**EXERCISE OBJECTIVE**
In the following listing, find the lines containing "SlcValue" and report them.

---

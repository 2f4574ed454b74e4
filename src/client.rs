// Copyright 2019 Petar Dambovaliev. All rights reserved.
// This software may be modified and distributed under the terms
// of the BSD license. See the LICENSE file for details.

//! Client drivers for the two Allen-Bradley PLC families
//!
//! [`SlcDriver`] speaks PCCC to file based controllers (MicroLogix,
//! SLC-500); [`LogixDriver`] speaks native CIP tag services to tag based
//! controllers (CompactLogix, ControlLogix, Micro800). Both share the
//! encapsulation, CPF and session stack and differ only in the service
//! codecs.
//!
//! A driver instance owns its socket and counters exclusively. To share
//! one PLC between stations, share one driver under caller provided
//! mutual exclusion instead of opening a second socket.

use log::debug;

use super::cip;
use super::error::Error;
use super::pccc::{self, FileType, SlcAddress, SlcValue};
use super::session::Session;
use super::tag::{self, DataType, TagValue};
use super::tcp;
use super::transport::Transport;

/// Driver for file based PLCs, addressed as `N7:0` or `B3:5/3`.
pub struct SlcDriver<T: Transport> {
    session: Session<T>,
}

impl SlcDriver<tcp::Transport> {
    /// # Examples
    ///
    /// ```no_run
    /// use std::net::{IpAddr, Ipv4Addr};
    /// use std::time::Duration;
    /// use eip::{client::SlcDriver, tcp};
    ///
    /// let addr = Ipv4Addr::new(192, 168, 1, 10);
    /// let mut opts = tcp::Options::new(IpAddr::from(addr));
    /// opts.read_timeout = Duration::from_secs(2);
    /// opts.write_timeout = Duration::from_secs(2);
    ///
    /// let mut plc = SlcDriver::new_tcp(opts).unwrap();
    /// plc.connect().unwrap();
    ///
    /// match plc.read_address("N7:0") {
    ///     Ok(value) => println!("N7:0 = {:?}", value),
    ///     Err(e) => println!("error: {:?}", e),
    /// }
    /// plc.disconnect();
    /// ```
    pub fn new_tcp(options: tcp::Options) -> Result<SlcDriver<tcp::Transport>, Error> {
        Ok(SlcDriver::new(tcp::Transport::connect(options)?))
    }
}

impl<T: Transport> SlcDriver<T> {
    pub fn new(transport: T) -> SlcDriver<T> {
        SlcDriver {
            session: Session::new(transport),
        }
    }

    /// Register Session, probe the identity, Forward Open.
    pub fn connect(&mut self) -> Result<(), Error> {
        self.session.register()?;
        self.session.list_identity();
        self.session.forward_open()?;
        Ok(())
    }

    pub fn connected(&self) -> bool {
        self.session.is_connected()
    }

    /// Forward Close then Unregister Session, both best effort.
    pub fn disconnect(&mut self) {
        self.session.forward_close();
        self.session.unregister();
        debug!("disconnected");
    }

    /// Reads one element. A bit address yields 0 or 1.
    pub fn read(&mut self, address: &SlcAddress) -> Result<SlcValue, Error> {
        if !self.session.is_connected() {
            return Err(Error::NotConnected);
        }
        let request = pccc::read_request(
            self.session.originator_serial(),
            self.session.next_tns(),
            address,
            1,
        )?;
        let reply = self.session.send_rr_data(&request)?;
        let data = pccc::parse_reply(&reply)?;
        match address.bit {
            Some(bit) => {
                let word = pccc::decode_word(data)?;
                Ok(SlcValue::Int(((word >> bit) & 1) as i32))
            }
            None => pccc::decode_element(address.file_type, data),
        }
    }

    /// Reads `count` consecutive elements starting at `address`.
    pub fn read_elements(
        &mut self,
        address: &SlcAddress,
        count: u16,
    ) -> Result<Vec<SlcValue>, Error> {
        if !self.session.is_connected() {
            return Err(Error::NotConnected);
        }
        let request = pccc::read_request(
            self.session.originator_serial(),
            self.session.next_tns(),
            address,
            count,
        )?;
        let reply = self.session.send_rr_data(&request)?;
        let data = pccc::parse_reply(&reply)?;
        let size = address.file_type.element_size();
        if data.len() < size * count as usize {
            return Err(Error::InvalidResponse {
                reason: format!(
                    "expected {} elements, got {} data bytes",
                    count,
                    data.len()
                ),
            });
        }
        data.chunks(size)
            .take(count as usize)
            .map(|chunk| pccc::decode_element(address.file_type, chunk))
            .collect()
    }

    /// Writes a word, or one bit when the address carries a bit position
    /// (any non zero `value` sets the bit).
    pub fn write(&mut self, address: &SlcAddress, value: i16) -> Result<(), Error> {
        match address.bit {
            Some(_) => self.write_bit(address, value != 0),
            None => self.write_word(address, value),
        }
    }

    /// Read-modify-write on one bit. The PLC scan is the atomicity
    /// boundary here; a scan between the read and the write can change
    /// the other 15 bits under us.
    pub fn write_bit(&mut self, address: &SlcAddress, value: bool) -> Result<(), Error> {
        let bit = address.bit
            .ok_or_else(|| Error::Address(format!("no bit position in {}", address)))?;
        match address.file_type {
            FileType::Integer | FileType::Binary => {}
            _ => {
                return Err(Error::Address(format!(
                    "bit writes are limited to N and B files, got {}",
                    address
                )))
            }
        }
        let word_address = SlcAddress { bit: None, ..*address };
        let current = match self.read(&word_address)? {
            SlcValue::Int(v) => v as u16,
            SlcValue::Real(_) => {
                return Err(Error::InvalidResponse {
                    reason: format!("word read of {} yielded a float", word_address),
                })
            }
        };
        let word = if value {
            current | (1 << bit)
        } else {
            current & !(1 << bit)
        };
        self.write_word(&word_address, word as i16)
    }

    fn write_word(&mut self, address: &SlcAddress, value: i16) -> Result<(), Error> {
        match address.file_type {
            FileType::Integer | FileType::Binary => {}
            _ => {
                return Err(Error::Address(format!(
                    "word writes are limited to N and B files, got {}",
                    address
                )))
            }
        }
        if !self.session.is_connected() {
            return Err(Error::NotConnected);
        }
        let request = pccc::write_request(
            self.session.originator_serial(),
            self.session.next_tns(),
            address,
            value,
        );
        let reply = self.session.send_rr_data(&request)?;
        // write replies carry no data past the status frame
        pccc::parse_reply(&reply)?;
        Ok(())
    }

    /// Reads a string addressed location like `"N7:0/5"`.
    pub fn read_address(&mut self, address: &str) -> Result<SlcValue, Error> {
        let address: SlcAddress = address.parse()?;
        self.read(&address)
    }

    /// Writes a string addressed location like `"B3:0/3"`.
    pub fn write_address(&mut self, address: &str, value: i16) -> Result<(), Error> {
        let address: SlcAddress = address.parse()?;
        self.write(&address, value)
    }
}

/// Driver for tag based PLCs, addressed by symbolic tag names.
pub struct LogixDriver<T: Transport> {
    session: Session<T>,
    slot: u8,
    use_routing: bool,
    auto_detect: bool,
}

impl LogixDriver<tcp::Transport> {
    pub fn new_tcp(options: tcp::Options) -> Result<LogixDriver<tcp::Transport>, Error> {
        Ok(LogixDriver::new(tcp::Transport::connect(options)?))
    }
}

impl<T: Transport> LogixDriver<T> {
    pub fn new(transport: T) -> LogixDriver<T> {
        LogixDriver {
            session: Session::new(transport),
            slot: 0,
            use_routing: false,
            auto_detect: true,
        }
    }

    /// Route every request through the backplane to the CPU in `slot`
    /// via Unconnected Send.
    pub fn with_routing(mut self, slot: u8) -> LogixDriver<T> {
        self.use_routing = true;
        self.slot = slot;
        self
    }

    /// Untyped writes read the tag first to learn its type. Turning this
    /// off makes them use the value's own default type instead.
    pub fn with_auto_detect(mut self, auto_detect: bool) -> LogixDriver<T> {
        self.auto_detect = auto_detect;
        self
    }

    /// Register Session, probe the identity, Forward Open.
    pub fn connect(&mut self) -> Result<(), Error> {
        self.session.register()?;
        self.session.list_identity();
        self.session.forward_open()?;
        Ok(())
    }

    pub fn connected(&self) -> bool {
        self.session.is_connected()
    }

    /// Forward Close then Unregister Session, both best effort.
    pub fn disconnect(&mut self) {
        self.session.forward_close();
        self.session.unregister();
        debug!("disconnected");
    }

    fn execute(&mut self, cip_data: &[u8]) -> Result<Vec<u8>, Error> {
        if !self.session.is_connected() {
            return Err(Error::NotConnected);
        }
        if self.use_routing {
            let wrapped = cip::wrap_unconnected_send(cip_data, self.slot);
            let reply = self.session.send_rr_data(&wrapped)?;
            cip::unwrap_routed_reply(&reply).map(|d| d.to_vec())
        } else {
            self.session.send_rr_data(cip_data)
        }
    }

    /// Reads one atomic tag.
    ///
    /// # Examples
    ///
    /// ```no_run
    /// use std::net::{IpAddr, Ipv4Addr};
    /// use eip::{client::LogixDriver, tcp};
    ///
    /// let opts = tcp::Options::new(IpAddr::from(Ipv4Addr::new(192, 168, 1, 20)));
    /// let mut plc = LogixDriver::new_tcp(opts).unwrap().with_routing(0);
    /// plc.connect().unwrap();
    /// match plc.read("Counter") {
    ///     Ok(value) => println!("Counter = {:?}", value),
    ///     Err(e) => println!("error: {:?}", e),
    /// }
    /// ```
    pub fn read(&mut self, tag: &str) -> Result<TagValue, Error> {
        let request = tag::read_request(tag, 1)?;
        let reply = self.execute(&request)?;
        let (data_type, data) = tag::parse_read_reply(&reply)?;
        TagValue::decode(data_type, data)
    }

    /// Reads `count` elements of an atomic array tag.
    pub fn read_elements(&mut self, tag: &str, count: u16) -> Result<Vec<TagValue>, Error> {
        let request = tag::read_request(tag, count)?;
        let reply = self.execute(&request)?;
        let (data_type, data) = tag::parse_read_reply(&reply)?;
        let size = data_type.size();
        if data.len() < size * count as usize {
            return Err(Error::InvalidResponse {
                reason: format!(
                    "expected {} elements, got {} data bytes",
                    count,
                    data.len()
                ),
            });
        }
        data.chunks(size)
            .take(count as usize)
            .map(|chunk| TagValue::decode(data_type, chunk))
            .collect()
    }

    /// Untyped write. With auto detect the tag's type comes from a one
    /// element read; otherwise the value's own default type is used
    /// (plain integers write as DINT, floats as REAL, booleans as BOOL).
    pub fn write(&mut self, tag: &str, value: TagValue) -> Result<(), Error> {
        let data_type = if self.auto_detect {
            self.detect_type(tag)?
        } else {
            value.data_type()
        };
        self.write_typed(tag, value, data_type)
    }

    /// Typed write. The value is coerced and range checked before
    /// anything is transmitted.
    pub fn write_typed(
        &mut self,
        tag: &str,
        value: TagValue,
        data_type: DataType,
    ) -> Result<(), Error> {
        let data = value.encode_as(data_type)?;
        let request = tag::write_request(tag, data_type, 1, &data)?;
        let reply = self.execute(&request)?;
        tag::parse_write_reply(&reply)
    }

    fn detect_type(&mut self, tag: &str) -> Result<DataType, Error> {
        let request = tag::read_request(tag, 1)?;
        let reply = self.execute(&request)?;
        let (data_type, _) = tag::parse_read_reply(&reply)?;
        debug!("detected {} as {}", tag, data_type);
        Ok(data_type)
    }
}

---

**RESPONSE AREA**
use super::pccc::{self, FileType, SlcAddress, SlcValue};
    pub fn read(&mut self, address: &SlcAddress) -> Result<SlcValue, Error> {
                Ok(SlcValue::Int(((word >> bit) & 1) as i32))
    ) -> Result<Vec<SlcValue>, Error> {
            SlcValue::Int(v) => v as u16,
            SlcValue::Real(_) => {
    pub fn read_address(&mut self, address: &str) -> Result<SlcValue, Error> {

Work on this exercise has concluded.